Activity — Please tally the lines below that contain the word "remove" and reply with the total alone.

[Dataset items]

────

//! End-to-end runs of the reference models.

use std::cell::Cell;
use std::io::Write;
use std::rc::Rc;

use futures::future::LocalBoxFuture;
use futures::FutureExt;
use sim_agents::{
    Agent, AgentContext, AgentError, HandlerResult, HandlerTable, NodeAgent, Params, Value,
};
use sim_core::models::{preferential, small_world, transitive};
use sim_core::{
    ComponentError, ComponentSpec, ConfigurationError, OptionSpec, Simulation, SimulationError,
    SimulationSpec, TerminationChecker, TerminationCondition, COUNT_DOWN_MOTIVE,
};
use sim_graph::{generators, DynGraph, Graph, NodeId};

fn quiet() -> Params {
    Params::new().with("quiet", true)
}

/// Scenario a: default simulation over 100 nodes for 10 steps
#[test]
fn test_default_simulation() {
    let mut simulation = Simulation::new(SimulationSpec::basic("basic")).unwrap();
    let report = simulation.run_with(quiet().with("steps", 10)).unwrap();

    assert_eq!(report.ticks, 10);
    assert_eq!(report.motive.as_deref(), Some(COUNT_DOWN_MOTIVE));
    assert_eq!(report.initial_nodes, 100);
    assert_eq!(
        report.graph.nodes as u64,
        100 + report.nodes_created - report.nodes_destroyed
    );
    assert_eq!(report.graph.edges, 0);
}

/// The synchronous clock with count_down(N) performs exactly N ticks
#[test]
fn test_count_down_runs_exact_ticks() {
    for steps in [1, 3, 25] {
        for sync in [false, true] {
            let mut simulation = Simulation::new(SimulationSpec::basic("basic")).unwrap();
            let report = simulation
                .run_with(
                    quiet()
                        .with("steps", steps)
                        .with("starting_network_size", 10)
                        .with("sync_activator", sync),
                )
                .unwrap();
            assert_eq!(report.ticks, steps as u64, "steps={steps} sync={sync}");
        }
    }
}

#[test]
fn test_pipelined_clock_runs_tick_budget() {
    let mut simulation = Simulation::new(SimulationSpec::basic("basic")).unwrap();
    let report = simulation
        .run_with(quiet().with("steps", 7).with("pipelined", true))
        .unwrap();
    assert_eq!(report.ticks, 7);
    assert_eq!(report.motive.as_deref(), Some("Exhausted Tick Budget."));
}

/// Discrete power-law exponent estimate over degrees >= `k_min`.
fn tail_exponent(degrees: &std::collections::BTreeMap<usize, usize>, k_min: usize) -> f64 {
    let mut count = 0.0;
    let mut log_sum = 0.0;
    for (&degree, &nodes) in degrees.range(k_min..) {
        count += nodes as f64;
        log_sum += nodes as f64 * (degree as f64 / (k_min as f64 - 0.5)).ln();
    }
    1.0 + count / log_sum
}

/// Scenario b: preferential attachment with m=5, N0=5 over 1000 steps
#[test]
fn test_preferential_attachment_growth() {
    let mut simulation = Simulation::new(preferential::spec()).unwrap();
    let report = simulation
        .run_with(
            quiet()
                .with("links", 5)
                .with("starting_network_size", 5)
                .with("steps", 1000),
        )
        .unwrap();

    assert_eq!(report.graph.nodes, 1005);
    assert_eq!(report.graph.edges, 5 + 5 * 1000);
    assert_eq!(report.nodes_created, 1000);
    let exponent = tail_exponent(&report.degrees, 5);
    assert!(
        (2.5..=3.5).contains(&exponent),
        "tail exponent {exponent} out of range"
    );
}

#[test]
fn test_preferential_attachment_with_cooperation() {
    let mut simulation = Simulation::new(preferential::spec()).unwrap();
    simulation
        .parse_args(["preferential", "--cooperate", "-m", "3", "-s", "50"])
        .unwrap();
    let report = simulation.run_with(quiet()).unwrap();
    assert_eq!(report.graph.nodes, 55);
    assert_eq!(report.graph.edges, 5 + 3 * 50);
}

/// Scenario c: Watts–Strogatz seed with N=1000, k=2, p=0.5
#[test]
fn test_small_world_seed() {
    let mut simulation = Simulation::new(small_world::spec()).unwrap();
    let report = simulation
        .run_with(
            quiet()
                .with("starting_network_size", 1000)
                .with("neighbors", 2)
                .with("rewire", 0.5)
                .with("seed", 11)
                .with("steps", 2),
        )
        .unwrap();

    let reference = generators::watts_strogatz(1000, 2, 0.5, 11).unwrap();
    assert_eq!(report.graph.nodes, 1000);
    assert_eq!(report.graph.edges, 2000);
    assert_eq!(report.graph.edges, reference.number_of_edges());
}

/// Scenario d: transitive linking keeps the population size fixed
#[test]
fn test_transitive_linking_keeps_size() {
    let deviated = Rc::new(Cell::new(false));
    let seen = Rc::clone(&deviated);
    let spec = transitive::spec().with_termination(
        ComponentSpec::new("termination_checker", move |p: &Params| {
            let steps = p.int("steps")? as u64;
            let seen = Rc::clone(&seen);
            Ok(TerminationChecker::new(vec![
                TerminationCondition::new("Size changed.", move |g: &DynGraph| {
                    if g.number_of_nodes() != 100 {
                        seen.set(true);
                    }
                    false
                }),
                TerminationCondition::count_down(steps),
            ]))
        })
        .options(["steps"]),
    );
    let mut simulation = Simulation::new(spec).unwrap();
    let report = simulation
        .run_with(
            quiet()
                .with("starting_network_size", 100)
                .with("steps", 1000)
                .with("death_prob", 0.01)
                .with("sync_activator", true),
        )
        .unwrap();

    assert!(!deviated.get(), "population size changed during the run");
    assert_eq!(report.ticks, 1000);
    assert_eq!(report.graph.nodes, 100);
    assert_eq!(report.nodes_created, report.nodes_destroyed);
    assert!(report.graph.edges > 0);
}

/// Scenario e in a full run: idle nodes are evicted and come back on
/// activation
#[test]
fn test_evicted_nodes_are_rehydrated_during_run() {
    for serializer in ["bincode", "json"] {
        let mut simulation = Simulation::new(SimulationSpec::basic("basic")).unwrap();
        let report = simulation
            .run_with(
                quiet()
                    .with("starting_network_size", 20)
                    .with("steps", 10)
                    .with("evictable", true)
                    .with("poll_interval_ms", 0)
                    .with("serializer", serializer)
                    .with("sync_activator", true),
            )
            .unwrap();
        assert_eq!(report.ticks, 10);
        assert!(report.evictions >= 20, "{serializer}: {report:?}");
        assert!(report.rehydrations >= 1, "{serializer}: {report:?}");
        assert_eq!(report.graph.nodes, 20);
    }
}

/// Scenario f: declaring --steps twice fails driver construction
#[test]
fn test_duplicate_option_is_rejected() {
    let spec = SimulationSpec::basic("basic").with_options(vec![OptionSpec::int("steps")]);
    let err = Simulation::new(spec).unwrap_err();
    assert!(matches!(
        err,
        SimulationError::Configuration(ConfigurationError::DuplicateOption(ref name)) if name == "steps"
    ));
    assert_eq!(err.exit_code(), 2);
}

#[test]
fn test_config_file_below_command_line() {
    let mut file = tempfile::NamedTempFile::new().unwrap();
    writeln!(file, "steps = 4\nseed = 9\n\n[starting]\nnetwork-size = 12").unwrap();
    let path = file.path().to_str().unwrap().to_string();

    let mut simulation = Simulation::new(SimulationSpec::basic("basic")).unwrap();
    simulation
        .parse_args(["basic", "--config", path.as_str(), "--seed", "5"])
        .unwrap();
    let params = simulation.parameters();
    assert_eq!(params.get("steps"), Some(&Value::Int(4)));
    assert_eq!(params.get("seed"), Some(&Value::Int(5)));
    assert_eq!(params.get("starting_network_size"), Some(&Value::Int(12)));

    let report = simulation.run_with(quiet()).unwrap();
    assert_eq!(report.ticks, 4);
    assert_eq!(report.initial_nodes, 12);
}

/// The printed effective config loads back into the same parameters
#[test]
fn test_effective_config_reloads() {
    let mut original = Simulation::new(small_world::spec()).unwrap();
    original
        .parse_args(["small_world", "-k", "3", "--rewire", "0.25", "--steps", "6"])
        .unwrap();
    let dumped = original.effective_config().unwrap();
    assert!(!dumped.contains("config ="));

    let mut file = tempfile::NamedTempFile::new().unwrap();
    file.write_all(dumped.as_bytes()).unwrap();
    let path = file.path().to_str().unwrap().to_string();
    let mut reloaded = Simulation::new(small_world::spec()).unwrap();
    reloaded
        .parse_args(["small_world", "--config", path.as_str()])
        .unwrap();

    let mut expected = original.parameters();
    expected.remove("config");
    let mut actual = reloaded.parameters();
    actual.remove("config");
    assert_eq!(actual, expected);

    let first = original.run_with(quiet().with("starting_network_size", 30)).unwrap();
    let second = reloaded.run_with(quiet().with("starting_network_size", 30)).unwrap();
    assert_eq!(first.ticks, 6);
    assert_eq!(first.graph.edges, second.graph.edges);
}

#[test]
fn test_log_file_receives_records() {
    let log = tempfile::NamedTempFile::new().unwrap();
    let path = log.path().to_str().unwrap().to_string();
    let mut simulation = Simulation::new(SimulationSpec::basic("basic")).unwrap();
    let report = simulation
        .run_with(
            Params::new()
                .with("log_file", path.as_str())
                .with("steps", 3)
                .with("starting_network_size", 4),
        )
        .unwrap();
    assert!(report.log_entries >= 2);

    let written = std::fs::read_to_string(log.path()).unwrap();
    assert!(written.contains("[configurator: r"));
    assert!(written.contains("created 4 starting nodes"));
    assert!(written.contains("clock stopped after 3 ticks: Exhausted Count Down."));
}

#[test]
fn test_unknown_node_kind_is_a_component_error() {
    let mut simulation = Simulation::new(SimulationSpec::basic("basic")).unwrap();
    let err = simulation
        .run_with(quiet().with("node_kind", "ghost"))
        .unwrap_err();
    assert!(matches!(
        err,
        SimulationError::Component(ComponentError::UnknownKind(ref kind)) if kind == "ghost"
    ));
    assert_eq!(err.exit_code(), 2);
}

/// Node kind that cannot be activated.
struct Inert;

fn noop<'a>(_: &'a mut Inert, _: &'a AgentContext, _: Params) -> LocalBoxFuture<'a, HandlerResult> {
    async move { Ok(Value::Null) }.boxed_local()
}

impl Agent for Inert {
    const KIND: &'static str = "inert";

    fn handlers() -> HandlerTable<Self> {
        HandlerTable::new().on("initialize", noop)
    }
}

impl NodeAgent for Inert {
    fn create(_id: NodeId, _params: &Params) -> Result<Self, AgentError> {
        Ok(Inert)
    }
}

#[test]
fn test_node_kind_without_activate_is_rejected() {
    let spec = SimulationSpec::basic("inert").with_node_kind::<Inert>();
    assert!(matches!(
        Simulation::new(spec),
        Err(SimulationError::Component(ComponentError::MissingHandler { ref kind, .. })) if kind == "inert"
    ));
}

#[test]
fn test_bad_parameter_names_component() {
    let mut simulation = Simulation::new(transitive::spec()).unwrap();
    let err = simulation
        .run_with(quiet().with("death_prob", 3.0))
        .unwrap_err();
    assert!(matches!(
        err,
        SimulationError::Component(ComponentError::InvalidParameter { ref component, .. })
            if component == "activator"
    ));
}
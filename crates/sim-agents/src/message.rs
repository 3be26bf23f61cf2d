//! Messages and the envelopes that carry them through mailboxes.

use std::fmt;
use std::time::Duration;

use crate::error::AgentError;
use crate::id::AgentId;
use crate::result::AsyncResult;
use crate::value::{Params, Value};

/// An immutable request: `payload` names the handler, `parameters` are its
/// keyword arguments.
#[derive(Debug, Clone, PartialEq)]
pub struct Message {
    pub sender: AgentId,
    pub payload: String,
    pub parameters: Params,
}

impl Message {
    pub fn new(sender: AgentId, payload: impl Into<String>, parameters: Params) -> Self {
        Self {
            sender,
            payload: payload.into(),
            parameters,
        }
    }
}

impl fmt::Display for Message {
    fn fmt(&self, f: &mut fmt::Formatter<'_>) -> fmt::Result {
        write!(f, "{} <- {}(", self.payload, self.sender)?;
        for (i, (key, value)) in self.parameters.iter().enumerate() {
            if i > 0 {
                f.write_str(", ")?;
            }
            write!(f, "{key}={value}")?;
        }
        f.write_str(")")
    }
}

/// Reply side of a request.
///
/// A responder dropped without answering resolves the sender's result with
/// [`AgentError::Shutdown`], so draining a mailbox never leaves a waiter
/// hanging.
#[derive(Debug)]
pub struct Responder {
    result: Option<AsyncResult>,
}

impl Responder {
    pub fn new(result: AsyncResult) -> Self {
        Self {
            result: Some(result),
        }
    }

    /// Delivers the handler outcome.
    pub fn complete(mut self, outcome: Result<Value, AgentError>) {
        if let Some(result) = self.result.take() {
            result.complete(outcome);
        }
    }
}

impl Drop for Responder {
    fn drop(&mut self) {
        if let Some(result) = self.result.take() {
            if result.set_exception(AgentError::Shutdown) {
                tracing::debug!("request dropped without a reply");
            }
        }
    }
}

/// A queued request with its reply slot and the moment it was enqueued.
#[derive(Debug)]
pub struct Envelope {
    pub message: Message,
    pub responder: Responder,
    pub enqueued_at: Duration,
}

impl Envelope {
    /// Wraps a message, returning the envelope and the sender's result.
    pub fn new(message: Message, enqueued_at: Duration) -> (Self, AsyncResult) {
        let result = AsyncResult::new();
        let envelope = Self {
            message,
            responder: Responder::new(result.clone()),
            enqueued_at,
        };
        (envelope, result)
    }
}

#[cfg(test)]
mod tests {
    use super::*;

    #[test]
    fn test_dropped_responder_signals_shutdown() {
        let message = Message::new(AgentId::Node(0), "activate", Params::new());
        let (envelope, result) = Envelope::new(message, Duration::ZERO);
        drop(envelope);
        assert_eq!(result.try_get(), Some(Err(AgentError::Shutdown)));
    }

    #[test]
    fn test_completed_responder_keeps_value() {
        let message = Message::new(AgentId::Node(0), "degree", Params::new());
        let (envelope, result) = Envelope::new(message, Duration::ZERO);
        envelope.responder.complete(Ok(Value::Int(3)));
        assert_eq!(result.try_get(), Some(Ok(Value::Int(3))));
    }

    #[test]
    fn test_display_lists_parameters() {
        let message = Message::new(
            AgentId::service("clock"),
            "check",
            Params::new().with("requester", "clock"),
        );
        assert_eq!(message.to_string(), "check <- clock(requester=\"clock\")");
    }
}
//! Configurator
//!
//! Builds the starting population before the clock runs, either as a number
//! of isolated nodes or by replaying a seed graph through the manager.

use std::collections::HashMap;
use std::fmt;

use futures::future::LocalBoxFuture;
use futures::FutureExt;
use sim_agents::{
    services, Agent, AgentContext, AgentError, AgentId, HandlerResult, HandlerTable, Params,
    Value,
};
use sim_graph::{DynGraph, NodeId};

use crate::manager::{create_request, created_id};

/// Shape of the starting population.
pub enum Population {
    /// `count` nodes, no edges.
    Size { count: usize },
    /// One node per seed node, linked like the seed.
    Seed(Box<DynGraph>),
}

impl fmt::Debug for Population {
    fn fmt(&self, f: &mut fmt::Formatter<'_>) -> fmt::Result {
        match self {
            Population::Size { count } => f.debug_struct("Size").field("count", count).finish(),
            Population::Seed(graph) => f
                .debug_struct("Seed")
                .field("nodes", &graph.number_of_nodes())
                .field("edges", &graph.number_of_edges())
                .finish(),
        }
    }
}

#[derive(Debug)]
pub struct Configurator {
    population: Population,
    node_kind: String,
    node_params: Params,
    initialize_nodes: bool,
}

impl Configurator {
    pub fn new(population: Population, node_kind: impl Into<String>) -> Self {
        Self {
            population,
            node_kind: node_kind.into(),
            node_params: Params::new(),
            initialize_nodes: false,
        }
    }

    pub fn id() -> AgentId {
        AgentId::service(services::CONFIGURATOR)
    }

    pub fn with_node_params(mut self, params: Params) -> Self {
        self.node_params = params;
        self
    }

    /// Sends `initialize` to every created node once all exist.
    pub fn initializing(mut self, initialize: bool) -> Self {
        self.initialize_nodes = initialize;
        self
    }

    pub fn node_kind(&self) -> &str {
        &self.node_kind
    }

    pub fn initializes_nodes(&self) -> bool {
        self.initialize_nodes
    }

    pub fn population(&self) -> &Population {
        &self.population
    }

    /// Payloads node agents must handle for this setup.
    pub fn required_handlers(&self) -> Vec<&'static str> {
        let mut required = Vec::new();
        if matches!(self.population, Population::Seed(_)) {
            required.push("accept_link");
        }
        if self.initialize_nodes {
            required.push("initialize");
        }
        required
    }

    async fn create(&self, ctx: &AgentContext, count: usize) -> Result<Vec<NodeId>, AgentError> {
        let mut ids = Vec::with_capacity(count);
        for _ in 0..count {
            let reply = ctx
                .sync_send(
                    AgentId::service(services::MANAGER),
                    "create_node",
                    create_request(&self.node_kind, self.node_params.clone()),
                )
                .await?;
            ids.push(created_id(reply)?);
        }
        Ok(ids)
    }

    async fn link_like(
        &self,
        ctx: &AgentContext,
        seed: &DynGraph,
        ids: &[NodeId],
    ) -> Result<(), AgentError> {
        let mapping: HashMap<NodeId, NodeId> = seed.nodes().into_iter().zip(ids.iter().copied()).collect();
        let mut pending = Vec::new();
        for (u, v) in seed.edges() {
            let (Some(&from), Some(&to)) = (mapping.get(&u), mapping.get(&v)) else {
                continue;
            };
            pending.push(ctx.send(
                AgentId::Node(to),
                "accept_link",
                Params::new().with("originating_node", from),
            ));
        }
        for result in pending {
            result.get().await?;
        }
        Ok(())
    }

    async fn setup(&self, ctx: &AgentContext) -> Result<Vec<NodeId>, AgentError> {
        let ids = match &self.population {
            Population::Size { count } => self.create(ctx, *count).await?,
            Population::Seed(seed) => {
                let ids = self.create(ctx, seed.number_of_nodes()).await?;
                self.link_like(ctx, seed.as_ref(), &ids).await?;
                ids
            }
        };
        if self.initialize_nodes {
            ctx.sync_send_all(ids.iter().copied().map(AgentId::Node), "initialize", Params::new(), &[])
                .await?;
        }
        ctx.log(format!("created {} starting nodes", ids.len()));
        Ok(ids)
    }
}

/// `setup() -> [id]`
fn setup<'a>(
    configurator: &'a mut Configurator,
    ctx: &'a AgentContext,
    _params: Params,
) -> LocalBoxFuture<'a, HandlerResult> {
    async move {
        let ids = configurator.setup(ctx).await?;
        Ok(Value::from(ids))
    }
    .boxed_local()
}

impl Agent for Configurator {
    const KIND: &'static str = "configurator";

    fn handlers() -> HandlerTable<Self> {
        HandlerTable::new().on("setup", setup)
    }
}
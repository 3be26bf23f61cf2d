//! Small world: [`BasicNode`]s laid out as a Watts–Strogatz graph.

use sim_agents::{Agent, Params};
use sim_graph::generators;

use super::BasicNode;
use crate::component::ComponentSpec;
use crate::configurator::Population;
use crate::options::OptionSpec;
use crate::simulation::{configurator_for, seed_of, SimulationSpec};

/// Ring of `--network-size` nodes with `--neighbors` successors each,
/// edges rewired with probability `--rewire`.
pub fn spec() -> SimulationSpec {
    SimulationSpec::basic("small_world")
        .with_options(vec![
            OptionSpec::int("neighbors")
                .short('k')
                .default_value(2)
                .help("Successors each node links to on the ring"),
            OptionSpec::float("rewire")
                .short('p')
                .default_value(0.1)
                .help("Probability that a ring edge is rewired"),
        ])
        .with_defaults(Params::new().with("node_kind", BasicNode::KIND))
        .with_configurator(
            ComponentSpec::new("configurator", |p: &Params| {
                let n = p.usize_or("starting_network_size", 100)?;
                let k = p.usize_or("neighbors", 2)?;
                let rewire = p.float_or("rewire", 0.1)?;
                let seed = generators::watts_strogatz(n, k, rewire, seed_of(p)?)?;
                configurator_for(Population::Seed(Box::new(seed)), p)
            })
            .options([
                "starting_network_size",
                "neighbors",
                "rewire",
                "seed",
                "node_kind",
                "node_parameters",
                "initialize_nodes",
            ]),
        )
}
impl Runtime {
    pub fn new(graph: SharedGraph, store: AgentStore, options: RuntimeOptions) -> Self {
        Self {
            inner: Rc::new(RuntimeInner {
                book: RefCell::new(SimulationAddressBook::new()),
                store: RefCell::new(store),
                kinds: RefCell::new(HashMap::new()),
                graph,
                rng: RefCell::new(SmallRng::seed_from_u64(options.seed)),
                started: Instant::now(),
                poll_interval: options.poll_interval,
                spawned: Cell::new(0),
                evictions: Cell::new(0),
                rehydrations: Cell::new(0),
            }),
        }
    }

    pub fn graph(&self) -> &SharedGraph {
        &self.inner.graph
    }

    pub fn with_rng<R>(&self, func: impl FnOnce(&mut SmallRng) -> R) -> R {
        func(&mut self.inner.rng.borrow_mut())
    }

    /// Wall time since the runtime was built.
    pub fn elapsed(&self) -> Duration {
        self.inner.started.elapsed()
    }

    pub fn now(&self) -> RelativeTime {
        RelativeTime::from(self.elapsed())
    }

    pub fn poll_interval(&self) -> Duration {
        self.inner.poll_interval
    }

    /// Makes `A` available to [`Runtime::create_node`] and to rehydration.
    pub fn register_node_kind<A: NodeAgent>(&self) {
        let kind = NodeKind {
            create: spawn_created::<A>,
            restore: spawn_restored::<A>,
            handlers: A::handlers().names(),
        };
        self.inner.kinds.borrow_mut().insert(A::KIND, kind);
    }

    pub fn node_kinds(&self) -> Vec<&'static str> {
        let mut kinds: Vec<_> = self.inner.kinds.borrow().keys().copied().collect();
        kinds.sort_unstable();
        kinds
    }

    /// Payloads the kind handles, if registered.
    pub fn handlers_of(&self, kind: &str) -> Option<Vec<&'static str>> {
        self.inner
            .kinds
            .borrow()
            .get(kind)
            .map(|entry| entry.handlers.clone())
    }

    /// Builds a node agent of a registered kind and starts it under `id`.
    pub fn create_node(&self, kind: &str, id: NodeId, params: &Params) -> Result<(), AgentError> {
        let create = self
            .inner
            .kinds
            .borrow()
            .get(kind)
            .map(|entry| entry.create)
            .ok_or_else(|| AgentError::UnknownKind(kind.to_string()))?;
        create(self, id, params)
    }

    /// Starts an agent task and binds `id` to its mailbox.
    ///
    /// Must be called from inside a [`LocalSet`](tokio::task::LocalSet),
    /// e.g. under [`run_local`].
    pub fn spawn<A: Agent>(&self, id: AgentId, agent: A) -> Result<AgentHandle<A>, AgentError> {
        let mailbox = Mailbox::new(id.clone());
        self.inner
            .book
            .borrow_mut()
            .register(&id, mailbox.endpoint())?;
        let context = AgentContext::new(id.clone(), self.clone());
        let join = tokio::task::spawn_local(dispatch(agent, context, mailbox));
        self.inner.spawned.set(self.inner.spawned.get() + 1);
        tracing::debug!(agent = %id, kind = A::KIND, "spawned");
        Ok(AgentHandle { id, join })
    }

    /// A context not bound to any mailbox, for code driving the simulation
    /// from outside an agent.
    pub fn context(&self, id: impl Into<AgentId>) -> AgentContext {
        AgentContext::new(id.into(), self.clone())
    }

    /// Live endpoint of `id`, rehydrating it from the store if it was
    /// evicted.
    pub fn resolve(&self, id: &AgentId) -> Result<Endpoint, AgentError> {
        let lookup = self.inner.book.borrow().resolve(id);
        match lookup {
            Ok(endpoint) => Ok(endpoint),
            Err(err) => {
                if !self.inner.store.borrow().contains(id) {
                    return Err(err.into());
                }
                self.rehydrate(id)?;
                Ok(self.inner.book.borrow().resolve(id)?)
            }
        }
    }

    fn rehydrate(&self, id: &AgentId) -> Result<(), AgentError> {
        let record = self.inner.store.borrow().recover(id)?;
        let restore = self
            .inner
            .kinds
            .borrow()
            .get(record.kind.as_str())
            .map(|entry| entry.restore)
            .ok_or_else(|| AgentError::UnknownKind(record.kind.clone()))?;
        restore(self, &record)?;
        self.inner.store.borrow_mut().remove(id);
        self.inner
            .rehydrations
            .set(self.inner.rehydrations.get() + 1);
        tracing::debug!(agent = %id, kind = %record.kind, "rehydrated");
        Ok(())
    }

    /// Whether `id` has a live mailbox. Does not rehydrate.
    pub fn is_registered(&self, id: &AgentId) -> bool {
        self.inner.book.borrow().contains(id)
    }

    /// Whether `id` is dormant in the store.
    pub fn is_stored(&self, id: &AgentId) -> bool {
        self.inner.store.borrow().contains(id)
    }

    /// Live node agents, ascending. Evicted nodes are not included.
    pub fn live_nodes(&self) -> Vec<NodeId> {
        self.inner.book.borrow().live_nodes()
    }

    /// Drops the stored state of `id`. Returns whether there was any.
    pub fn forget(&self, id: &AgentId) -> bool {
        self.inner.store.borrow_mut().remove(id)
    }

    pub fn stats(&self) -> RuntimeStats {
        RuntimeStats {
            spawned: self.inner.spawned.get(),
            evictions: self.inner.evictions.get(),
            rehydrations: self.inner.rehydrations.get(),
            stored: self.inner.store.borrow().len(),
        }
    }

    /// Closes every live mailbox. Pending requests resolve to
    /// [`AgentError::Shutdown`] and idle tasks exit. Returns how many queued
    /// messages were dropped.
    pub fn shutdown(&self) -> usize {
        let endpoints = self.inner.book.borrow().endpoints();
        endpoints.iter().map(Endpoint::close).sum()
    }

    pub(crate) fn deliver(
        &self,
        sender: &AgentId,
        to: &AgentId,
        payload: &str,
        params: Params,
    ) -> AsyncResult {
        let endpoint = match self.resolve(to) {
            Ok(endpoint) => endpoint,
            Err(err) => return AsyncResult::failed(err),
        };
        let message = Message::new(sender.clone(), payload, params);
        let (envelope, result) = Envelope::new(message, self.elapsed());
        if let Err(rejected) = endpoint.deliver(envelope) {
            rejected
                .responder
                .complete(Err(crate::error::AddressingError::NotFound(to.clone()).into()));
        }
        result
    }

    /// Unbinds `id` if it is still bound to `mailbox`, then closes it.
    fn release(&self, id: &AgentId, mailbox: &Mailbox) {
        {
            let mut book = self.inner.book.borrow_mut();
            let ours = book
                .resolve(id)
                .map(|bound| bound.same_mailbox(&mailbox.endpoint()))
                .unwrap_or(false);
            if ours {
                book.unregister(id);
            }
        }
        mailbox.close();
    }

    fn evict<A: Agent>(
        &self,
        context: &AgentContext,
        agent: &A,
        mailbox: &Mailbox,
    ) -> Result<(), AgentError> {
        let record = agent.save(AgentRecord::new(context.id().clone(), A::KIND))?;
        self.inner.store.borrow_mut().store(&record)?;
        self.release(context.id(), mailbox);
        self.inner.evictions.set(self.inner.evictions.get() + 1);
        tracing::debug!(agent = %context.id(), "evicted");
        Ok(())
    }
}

────

Exercise answer — 4